| DIRECTIONS |
Only one stretch of the data below is needed. Output the lines from the one with "a reserved key." up to and including the one with "Logs an error", exactly as they stand.

Stored data
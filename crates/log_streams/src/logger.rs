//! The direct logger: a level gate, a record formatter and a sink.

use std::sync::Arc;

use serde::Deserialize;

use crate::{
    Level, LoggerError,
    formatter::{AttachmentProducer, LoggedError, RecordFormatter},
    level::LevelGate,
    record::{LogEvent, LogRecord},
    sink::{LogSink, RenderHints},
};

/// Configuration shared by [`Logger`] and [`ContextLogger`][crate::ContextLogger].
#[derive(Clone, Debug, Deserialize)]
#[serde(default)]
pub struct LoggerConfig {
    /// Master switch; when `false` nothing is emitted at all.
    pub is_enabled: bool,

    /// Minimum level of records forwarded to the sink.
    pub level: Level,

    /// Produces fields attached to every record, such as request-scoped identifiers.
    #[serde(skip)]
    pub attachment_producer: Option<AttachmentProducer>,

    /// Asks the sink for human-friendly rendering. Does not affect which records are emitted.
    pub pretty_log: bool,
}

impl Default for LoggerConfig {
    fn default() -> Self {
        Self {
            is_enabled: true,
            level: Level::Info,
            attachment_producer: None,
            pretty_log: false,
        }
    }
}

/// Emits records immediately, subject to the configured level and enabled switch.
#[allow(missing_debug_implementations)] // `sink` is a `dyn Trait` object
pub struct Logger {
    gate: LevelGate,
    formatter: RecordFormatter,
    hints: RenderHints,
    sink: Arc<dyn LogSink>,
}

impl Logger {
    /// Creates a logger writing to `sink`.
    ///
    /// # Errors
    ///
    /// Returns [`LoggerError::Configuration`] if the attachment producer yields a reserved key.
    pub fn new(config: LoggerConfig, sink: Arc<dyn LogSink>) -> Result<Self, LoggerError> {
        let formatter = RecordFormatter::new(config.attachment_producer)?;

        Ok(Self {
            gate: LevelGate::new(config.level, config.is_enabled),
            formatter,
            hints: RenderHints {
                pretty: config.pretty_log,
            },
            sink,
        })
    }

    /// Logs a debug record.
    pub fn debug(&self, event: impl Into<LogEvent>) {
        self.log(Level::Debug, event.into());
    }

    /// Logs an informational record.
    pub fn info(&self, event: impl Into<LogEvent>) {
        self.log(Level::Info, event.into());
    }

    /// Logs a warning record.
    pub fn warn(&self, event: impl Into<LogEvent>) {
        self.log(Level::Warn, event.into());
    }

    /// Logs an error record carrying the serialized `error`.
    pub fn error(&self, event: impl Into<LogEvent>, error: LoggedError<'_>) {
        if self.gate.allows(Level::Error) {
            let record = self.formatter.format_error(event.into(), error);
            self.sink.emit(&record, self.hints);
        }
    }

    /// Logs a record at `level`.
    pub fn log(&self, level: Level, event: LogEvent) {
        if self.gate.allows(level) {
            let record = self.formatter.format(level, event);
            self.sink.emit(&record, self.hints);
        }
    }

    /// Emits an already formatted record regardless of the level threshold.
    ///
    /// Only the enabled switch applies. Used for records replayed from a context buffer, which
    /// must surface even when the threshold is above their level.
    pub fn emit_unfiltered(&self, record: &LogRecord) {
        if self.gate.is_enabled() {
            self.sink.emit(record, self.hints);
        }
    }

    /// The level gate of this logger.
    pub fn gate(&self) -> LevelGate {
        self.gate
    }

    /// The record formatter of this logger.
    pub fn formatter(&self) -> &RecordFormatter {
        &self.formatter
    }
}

---

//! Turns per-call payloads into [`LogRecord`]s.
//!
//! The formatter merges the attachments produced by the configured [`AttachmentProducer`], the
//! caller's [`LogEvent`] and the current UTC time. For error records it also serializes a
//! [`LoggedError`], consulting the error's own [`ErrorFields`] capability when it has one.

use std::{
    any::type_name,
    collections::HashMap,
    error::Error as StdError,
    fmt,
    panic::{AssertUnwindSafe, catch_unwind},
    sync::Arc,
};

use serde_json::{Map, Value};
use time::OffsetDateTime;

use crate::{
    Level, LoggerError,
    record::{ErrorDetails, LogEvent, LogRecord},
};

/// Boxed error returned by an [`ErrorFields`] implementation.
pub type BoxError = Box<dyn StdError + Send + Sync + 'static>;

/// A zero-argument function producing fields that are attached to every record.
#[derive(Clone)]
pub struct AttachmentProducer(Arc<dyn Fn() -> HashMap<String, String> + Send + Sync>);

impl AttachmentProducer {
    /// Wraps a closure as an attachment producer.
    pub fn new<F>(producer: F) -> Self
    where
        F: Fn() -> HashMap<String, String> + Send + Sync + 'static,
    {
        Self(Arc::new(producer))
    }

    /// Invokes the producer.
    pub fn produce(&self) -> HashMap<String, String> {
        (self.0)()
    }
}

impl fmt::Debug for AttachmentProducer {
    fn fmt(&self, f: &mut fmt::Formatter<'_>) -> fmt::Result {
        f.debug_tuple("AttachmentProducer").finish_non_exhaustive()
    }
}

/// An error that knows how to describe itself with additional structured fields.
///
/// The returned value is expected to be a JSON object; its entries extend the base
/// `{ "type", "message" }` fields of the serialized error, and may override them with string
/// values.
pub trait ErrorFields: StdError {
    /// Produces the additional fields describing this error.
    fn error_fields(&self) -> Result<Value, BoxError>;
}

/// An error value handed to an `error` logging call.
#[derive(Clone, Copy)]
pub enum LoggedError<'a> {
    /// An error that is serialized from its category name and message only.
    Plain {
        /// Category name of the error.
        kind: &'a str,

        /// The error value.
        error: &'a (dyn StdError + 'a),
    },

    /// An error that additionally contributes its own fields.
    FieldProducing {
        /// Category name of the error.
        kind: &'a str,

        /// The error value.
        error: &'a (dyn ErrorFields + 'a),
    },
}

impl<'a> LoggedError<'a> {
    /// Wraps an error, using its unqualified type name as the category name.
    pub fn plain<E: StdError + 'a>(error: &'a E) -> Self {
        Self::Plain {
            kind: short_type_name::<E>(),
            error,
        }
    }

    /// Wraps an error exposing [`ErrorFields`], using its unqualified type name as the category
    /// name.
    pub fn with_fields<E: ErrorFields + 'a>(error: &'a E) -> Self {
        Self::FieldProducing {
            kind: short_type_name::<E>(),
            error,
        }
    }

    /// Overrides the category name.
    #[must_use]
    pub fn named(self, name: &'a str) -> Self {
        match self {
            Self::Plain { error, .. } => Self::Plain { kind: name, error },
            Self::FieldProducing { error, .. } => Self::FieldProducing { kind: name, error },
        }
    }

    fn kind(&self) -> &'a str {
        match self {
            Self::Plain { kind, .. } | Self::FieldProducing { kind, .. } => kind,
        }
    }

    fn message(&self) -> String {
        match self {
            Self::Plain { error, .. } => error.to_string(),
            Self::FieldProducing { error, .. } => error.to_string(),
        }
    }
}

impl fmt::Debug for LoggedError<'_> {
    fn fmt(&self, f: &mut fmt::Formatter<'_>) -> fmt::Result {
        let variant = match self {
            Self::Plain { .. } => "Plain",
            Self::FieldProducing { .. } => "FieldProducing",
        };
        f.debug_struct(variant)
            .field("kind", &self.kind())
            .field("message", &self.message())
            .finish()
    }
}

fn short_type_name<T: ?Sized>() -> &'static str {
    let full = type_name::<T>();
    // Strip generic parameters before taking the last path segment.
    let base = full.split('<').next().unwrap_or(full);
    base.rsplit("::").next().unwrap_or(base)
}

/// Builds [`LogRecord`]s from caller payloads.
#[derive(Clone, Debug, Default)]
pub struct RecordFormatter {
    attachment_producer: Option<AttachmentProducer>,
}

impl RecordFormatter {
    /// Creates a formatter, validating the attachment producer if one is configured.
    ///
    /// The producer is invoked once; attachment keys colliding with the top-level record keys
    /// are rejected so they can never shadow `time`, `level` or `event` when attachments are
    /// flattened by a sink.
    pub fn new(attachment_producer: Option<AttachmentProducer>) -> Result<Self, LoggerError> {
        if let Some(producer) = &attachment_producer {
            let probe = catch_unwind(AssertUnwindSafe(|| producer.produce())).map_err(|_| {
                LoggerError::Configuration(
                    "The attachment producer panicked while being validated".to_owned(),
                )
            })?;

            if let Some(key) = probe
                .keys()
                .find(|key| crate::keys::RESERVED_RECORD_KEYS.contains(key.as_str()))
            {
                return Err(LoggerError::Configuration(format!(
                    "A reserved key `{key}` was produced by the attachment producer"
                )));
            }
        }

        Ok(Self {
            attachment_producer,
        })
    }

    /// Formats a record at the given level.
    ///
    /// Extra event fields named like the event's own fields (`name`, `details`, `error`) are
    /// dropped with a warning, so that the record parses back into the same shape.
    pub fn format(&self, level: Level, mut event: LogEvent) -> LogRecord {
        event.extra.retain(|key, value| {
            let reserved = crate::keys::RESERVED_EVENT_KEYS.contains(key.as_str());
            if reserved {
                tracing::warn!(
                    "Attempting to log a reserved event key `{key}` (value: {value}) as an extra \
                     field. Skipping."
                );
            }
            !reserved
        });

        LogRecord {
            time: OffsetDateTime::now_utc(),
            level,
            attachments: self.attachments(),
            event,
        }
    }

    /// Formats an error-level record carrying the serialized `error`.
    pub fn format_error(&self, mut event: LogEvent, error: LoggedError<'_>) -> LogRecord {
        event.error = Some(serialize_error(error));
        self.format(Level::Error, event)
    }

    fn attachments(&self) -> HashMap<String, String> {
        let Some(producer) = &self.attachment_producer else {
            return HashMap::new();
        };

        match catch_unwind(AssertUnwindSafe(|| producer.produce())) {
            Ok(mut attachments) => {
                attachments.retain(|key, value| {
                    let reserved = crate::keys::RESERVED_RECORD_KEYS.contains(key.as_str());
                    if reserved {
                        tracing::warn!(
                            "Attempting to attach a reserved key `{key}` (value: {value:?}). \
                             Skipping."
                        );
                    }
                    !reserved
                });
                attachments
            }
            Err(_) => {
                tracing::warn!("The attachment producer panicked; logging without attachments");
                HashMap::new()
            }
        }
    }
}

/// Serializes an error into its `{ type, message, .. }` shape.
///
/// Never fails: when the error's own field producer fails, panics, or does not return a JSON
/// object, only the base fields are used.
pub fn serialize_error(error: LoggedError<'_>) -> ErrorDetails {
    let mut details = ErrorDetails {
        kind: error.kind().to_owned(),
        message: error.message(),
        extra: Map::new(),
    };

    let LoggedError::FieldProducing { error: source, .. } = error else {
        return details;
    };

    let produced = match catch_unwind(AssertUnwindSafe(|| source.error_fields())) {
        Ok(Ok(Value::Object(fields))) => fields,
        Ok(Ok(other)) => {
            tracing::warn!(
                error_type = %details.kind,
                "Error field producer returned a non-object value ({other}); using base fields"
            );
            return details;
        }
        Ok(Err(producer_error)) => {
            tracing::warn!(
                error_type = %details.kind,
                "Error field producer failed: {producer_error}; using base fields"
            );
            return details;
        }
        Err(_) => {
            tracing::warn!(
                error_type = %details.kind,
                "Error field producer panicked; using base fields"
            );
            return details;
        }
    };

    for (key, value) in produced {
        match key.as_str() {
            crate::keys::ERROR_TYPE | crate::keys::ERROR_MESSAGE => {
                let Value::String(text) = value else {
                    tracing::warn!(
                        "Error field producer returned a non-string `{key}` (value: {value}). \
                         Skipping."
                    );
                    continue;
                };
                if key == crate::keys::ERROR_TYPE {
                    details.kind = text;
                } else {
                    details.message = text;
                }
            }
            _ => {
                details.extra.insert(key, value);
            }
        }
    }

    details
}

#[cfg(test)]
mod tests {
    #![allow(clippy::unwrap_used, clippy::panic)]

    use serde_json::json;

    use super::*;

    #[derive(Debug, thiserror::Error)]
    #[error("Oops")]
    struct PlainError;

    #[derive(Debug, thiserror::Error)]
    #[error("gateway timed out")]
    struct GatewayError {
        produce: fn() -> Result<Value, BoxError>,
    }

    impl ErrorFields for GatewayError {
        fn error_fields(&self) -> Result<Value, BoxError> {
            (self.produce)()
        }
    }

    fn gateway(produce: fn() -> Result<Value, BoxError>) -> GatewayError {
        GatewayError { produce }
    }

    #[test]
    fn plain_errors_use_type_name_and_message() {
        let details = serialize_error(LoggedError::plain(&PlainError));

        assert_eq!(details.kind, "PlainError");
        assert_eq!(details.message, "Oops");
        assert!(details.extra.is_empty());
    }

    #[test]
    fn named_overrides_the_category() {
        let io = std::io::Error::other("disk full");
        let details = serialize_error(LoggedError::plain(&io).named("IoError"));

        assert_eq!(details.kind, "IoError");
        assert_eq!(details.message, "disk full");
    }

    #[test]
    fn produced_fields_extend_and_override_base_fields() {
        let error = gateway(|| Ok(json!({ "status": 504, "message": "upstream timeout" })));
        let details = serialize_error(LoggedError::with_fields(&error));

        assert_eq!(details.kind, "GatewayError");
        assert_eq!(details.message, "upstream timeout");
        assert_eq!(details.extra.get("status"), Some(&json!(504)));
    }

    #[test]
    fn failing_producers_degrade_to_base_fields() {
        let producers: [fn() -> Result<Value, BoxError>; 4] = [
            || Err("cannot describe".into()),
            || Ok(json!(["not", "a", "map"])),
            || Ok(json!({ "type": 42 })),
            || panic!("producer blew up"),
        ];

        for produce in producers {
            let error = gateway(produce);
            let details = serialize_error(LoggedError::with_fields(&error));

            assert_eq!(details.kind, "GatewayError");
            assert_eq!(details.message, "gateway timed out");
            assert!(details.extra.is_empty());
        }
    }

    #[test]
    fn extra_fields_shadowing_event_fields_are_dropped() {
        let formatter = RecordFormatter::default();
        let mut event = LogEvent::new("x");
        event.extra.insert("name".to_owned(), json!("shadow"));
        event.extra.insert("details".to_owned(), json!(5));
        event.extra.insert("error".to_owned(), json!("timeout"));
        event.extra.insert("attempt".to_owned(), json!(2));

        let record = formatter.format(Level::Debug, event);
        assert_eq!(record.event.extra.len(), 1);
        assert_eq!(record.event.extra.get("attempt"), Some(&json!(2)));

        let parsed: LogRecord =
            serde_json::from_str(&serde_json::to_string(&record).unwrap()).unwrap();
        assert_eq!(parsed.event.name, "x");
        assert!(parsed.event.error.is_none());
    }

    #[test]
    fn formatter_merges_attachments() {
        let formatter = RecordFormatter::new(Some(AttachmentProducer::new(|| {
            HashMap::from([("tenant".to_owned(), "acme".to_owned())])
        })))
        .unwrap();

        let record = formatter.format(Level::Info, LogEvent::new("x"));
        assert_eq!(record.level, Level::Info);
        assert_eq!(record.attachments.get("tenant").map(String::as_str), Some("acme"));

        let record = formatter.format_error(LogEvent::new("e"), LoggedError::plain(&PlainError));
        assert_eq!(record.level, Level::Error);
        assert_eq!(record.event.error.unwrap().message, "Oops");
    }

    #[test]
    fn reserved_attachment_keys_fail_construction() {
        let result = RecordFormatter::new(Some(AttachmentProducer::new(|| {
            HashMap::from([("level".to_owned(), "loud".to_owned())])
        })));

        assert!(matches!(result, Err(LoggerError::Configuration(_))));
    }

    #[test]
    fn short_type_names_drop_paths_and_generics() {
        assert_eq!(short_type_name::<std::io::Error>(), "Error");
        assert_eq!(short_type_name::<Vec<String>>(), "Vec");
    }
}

| RESPONSE BOX |
    /// Returns [`LoggerError::Configuration`] if the attachment producer yields a reserved key.
    pub fn new(config: LoggerConfig, sink: Arc<dyn LogSink>) -> Result<Self, LoggerError> {
        let formatter = RecordFormatter::new(config.attachment_producer)?;

        Ok(Self {
            gate: LevelGate::new(config.level, config.is_enabled),
            formatter,
            hints: RenderHints {
                pretty: config.pretty_log,
            },
            sink,
        })
    }

    /// Logs a debug record.
    pub fn debug(&self, event: impl Into<LogEvent>) {
        self.log(Level::Debug, event.into());
    }

    /// Logs an informational record.
    pub fn info(&self, event: impl Into<LogEvent>) {
        self.log(Level::Info, event.into());
    }

    /// Logs a warning record.
    pub fn warn(&self, event: impl Into<LogEvent>) {
        self.log(Level::Warn, event.into());
    }

    /// Logs an error record carrying the serialized `error`.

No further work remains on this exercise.